5. Surgery. After the recovery period from pelvic surgery itself, the desire phase generally remains intact. Orgasmic function may be normal or reduced.
a. Radical prostatectomy causes impotence or impaired erection in most patients, although partial recovery of erectile function is possible. Parasympathetic stimulation causes tumescence; sympathetic stimulation causes detumescence. One or both of these autonomic bundles are at risk during radical prostatectomy.
b. Nerve-sparing techniques during radical prostatectomy allow a greater percentage of men to recover erectile function (reportedly up to 85%). Closer analysis, however, has disclosed that many men do not have erections firm enough for vaginal penetration.

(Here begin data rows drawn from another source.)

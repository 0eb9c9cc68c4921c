//! Like entity for SeaORM.

use sea_orm::entity::prelude::*;
use sea_orm::{NotSet, Set};

use quill_core::domain::{Like, NewLike};

#[derive(Clone, Debug, PartialEq, Eq, DeriveEntityModel)]
#[sea_orm(table_name = "likes")]
pub struct Model {
    #[sea_orm(primary_key)]
    pub id: i32,
    pub post_id: i32,
    pub user_id: String,
}

#[derive(Copy, Clone, Debug, EnumIter, DeriveRelation)]
pub enum Relation {
    #[sea_orm(
        belongs_to = "super::post::Entity",
        from = "Column::PostId",
        to = "super::post::Column::Id",
        on_delete = "Cascade"
    )]
    Post,
    #[sea_orm(
        belongs_to = "super::user::Entity",
        from = "Column::UserId",
        to = "super::user::Column::Id",
        on_delete = "Cascade"
    )]
    User,
}

impl Related<super::post::Entity> for Entity {
    fn to() -> RelationDef {
        Relation::Post.def()
    }
}

impl Related<super::user::Entity> for Entity {
    fn to() -> RelationDef {
        Relation::User.def()
    }
}

impl ActiveModelBehavior for ActiveModel {}

impl From<Model> for Like {
    fn from(model: Model) -> Self {
        Self {
            id: model.id,
            post_id: model.post_id,
            user_id: model.user_id,
        }
    }
}

impl From<NewLike> for ActiveModel {
    fn from(like: NewLike) -> Self {
        Self {
            id: NotSet,
            post_id: Set(like.post_id),
            user_id: Set(like.user_id),
        }
    }
}
//! Authentication handlers.

use actix_web::{HttpResponse, web};

use quill_core::ports::{AuthError, ClaimSet};
use quill_shared::dto::{AuthResponse, LoginRequest};

use crate::middleware::auth::Identity;
use crate::middleware::error::{AppError, AppResult};
use crate::state::AppState;

/// POST /users/login/
pub async fn login(
    state: web::Data<AppState>,
    body: web::Json<LoginRequest>,
) -> AppResult<HttpResponse> {
    let req = body.into_inner();

    let user = state
        .users
        .find_by_email(&req.email)
        .await?
        .ok_or_else(|| AppError::NotFound("User not found".to_string()))?;

    if !state.passwords.verify(&req.password, &user.password_hash) {
        tracing::info!(user_id = %user.id, "Login rejected: wrong password");
        return Err(AuthError::InvalidCredential.into());
    }

    let token = state
        .tokens
        .issue_access_token(&ClaimSet::new(user.email.clone()))?;

    tracing::info!(user_id = %user.id, "User logged in");

    Ok(HttpResponse::Ok().json(AuthResponse {
        message: "Login successful".to_string(),
        access_token: token,
        token_type: "bearer".to_string(),
        expires_in: state.tokens.default_ttl().num_seconds().max(0) as u64,
    }))
}

/// GET /protected-route
pub async fn protected_route(identity: Identity) -> HttpResponse {
    HttpResponse::Ok().json(serde_json::json!({
        "message": "You have access!",
        "user": identity.claims,
    }))
}
//! Ports - trait definitions for external dependencies.
//! These are the "interfaces" that infrastructure must implement.

mod auth;
mod repository;

pub use auth::{AuthError, ClaimSet, PasswordService, TokenClaims, TokenService};
pub use repository::{
    BaseRepository, CommentRepository, LikeRepository, PostRepository, UserRepository,
};
//! Authentication implementations.

mod jwt;
mod password;

pub use jwt::{DEFAULT_SECRET, JwtConfig, JwtTokenService};
pub use password::Argon2PasswordService;
//! Data Transfer Objects - request/response types for the API.

use chrono::{DateTime, Utc};
use serde::{Deserialize, Serialize};

/// Request to register a new user.
#[derive(Debug, Clone, Serialize, Deserialize)]
pub struct RegisterUserRequest {
    pub name: String,
    pub email: String,
    pub password: String,
}

/// Request to login.
#[derive(Debug, Clone, Serialize, Deserialize)]
pub struct LoginRequest {
    pub email: String,
    pub password: String,
}

/// Partial profile update.
#[derive(Debug, Clone, Default, Serialize, Deserialize)]
pub struct UpdateUserRequest {
    pub name: Option<String>,
    pub email: Option<String>,
}

/// A user's public information.
#[derive(Debug, Clone, PartialEq, Eq, Serialize, Deserialize)]
pub struct UserResponse {
    pub id: String,
    pub name: String,
    pub email: String,
}

/// Response to a successful login.
#[derive(Debug, Clone, Serialize, Deserialize)]
pub struct AuthResponse {
    pub message: String,
    pub access_token: String,
    pub token_type: String,
    /// Token lifetime in seconds.
    pub expires_in: u64,
}

#[derive(Debug, Clone, Serialize, Deserialize)]
pub struct CreatePostRequest {
    pub title: String,
    pub content: String,
    pub author_id: String,
}

#[derive(Debug, Clone, Default, Serialize, Deserialize)]
pub struct UpdatePostRequest {
    pub title: Option<String>,
    pub content: Option<String>,
}

#[derive(Debug, Clone, PartialEq, Eq, Serialize, Deserialize)]
pub struct PostResponse {
    pub id: i32,
    pub title: String,
    pub content: String,
    pub author_id: String,
    pub created_at: DateTime<Utc>,
    pub updated_at: Option<DateTime<Utc>>,
}

/// `skip`/`limit` query parameters for list endpoints.
#[derive(Debug, Clone, Copy, Serialize, Deserialize)]
pub struct Pagination {
    #[serde(default)]
    pub skip: u64,
    #[serde(default = "Pagination::default_limit")]
    pub limit: u64,
}

impl Pagination {
    fn default_limit() -> u64 {
        100
    }
}

impl Default for Pagination {
    fn default() -> Self {
        Self {
            skip: 0,
            limit: Self::default_limit(),
        }
    }
}

/// `?user_id=` query parameter naming the acting user.
#[derive(Debug, Clone, Serialize, Deserialize)]
pub struct ActingUser {
    pub user_id: String,
}

#[derive(Debug, Clone, Serialize, Deserialize)]
pub struct CommentRequest {
    pub content: String,
}

#[derive(Debug, Clone, PartialEq, Eq, Serialize, Deserialize)]
pub struct CommentResponse {
    pub id: i32,
    pub post_id: i32,
    pub user_id: String,
    pub content: String,
    pub created_at: DateTime<Utc>,
}

/// Acknowledgement of a created comment.
#[derive(Debug, Clone, Serialize, Deserialize)]
pub struct CommentAddedResponse {
    pub message: String,
    pub comment: String,
}

/// Plain acknowledgement.
#[derive(Debug, Clone, Serialize, Deserialize)]
pub struct MessageResponse {
    pub message: String,
}

impl MessageResponse {
    pub fn new(message: impl Into<String>) -> Self {
        Self {
            message: message.into(),
        }
    }
}

/// Acknowledgement of a deletion.
#[derive(Debug, Clone, Serialize, Deserialize)]
pub struct DetailResponse {
    pub detail: String,
}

c. Radical cystectomy results in erectile dysfunction and dry orgasm. With nerve-sparing procedures, up to 67% may recover erectile function.
d. APR leads to problems with erection (55%) and dry orgasm as a result of nerve damage.
e. Total pelvic exenteration results in permanent impotence and dry orgasm.
f. Retroperitoneal lymph node dissection (RPLND) leads to retrograde ejaculation. With modified RPLND in clinical stage I nonseminomatous germ-cell tumor patients, ejaculatory function can be preserved in about 90% of cases.